[[ Given records open ]]

use std::cmp::Ordering;

use crate::formats::ParseOutcome;
use crate::models::Entry;

/// Renders entries back to BibTeX.
///
/// Entries are ordered by the `order_by` fields (missing fields sort as
/// empty strings, ties keep input order). Inside an entry the
/// `display_order` fields come first and the rest follow alphabetically.
#[derive(Debug, Clone)]
pub struct BibWriter {
    pub indent: String,
    pub order_by: Vec<String>,
    pub display_order: Vec<String>,
    pub align_values: bool,
}

impl Default for BibWriter {
    fn default() -> Self {
        Self {
            indent: "    ".to_string(),
            order_by: ["author", "year", "title"].map(String::from).to_vec(),
            display_order: ["author", "title", "booktitle", "journal"]
                .map(String::from)
                .to_vec(),
            align_values: true,
        }
    }
}

impl BibWriter {
    pub fn new() -> Self {
        Self::default()
    }

    pub fn with_indent(mut self, indent: impl Into<String>) -> Self {
        self.indent = indent.into();
        self
    }

    pub fn with_align_values(mut self, align: bool) -> Self {
        self.align_values = align;
        self
    }

    pub fn write(&self, entries: &[Entry]) -> String {
        let mut sorted: Vec<&Entry> = entries.iter().collect();
        sorted.sort_by(|a, b| self.compare(a, b));

        sorted
            .into_iter()
            .map(|entry| self.write_entry(entry))
            .collect::<Vec<_>>()
            .join("\n")
    }

    /// Renders a whole database: preambles in input order, string macros
    /// sorted by name, then the sorted entries.
    pub fn write_database(&self, database: &ParseOutcome) -> String {
        let mut blocks: Vec<String> = database
            .preambles
            .iter()
            .map(|text| format!("@preamble{{{{{}}}}}\n", text))
            .collect();

        let mut names: Vec<&String> = database.strings.keys().collect();
        names.sort();
        blocks.extend(
            names
                .into_iter()
                .map(|name| format!("@string{{{} = {{{}}}}}\n", name, database.strings[name])),
        );

        if !database.entries.is_empty() {
            blocks.push(self.write(&database.entries));
        }
        blocks.join("\n")
    }

    fn compare(&self, a: &Entry, b: &Entry) -> Ordering {
        for field in &self.order_by {
            let ordering = a
                .get(field)
                .unwrap_or_default()
                .cmp(b.get(field).unwrap_or_default());
            if ordering != Ordering::Equal {
                return ordering;
            }
        }
        Ordering::Equal
    }

    /// Field names of `entry` in display order.
    pub fn field_order<'a>(&self, entry: &'a Entry) -> Vec<&'a str> {
        let mut ordered: Vec<&str> = self
            .display_order
            .iter()
            .filter_map(|field| entry.fields.get_key_value(field.as_str()))
            .map(|(key, _)| key.as_str())
            .collect();
        ordered.extend(
            entry
                .fields
                .keys()
                .map(String::as_str)
                .filter(|key| !self.display_order.iter().any(|d| d == key)),
        );
        ordered
    }

    pub fn write_entry(&self, entry: &Entry) -> String {
        let fields = self.field_order(entry);
        let width = if self.align_values {
            fields.iter().map(|f| f.len()).max().unwrap_or(0)
        } else {
            0
        };

        let mut bib = format!("@{}{{{},\n", entry.entry_type, entry.id);
        let lines: Vec<String> = fields
            .iter()
            .map(|field| {
                let value = entry.get(field).unwrap_or_default();
                format!("{}{:<width$} = {{{}}}", self.indent, field, value)
            })
            .collect();
        bib.push_str(&lines.join(",\n"));
        if !lines.is_empty() {
            bib.push('\n');
        }
        bib.push_str("}\n");
        bib
    }
}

[[ Given records closed ]]

### [Work instructions]
Return every line from the entries that holds the string "lines".

### [Task response]
        let lines: Vec<String> = fields
        bib.push_str(&lines.join(",\n"));
        if !lines.is_empty() {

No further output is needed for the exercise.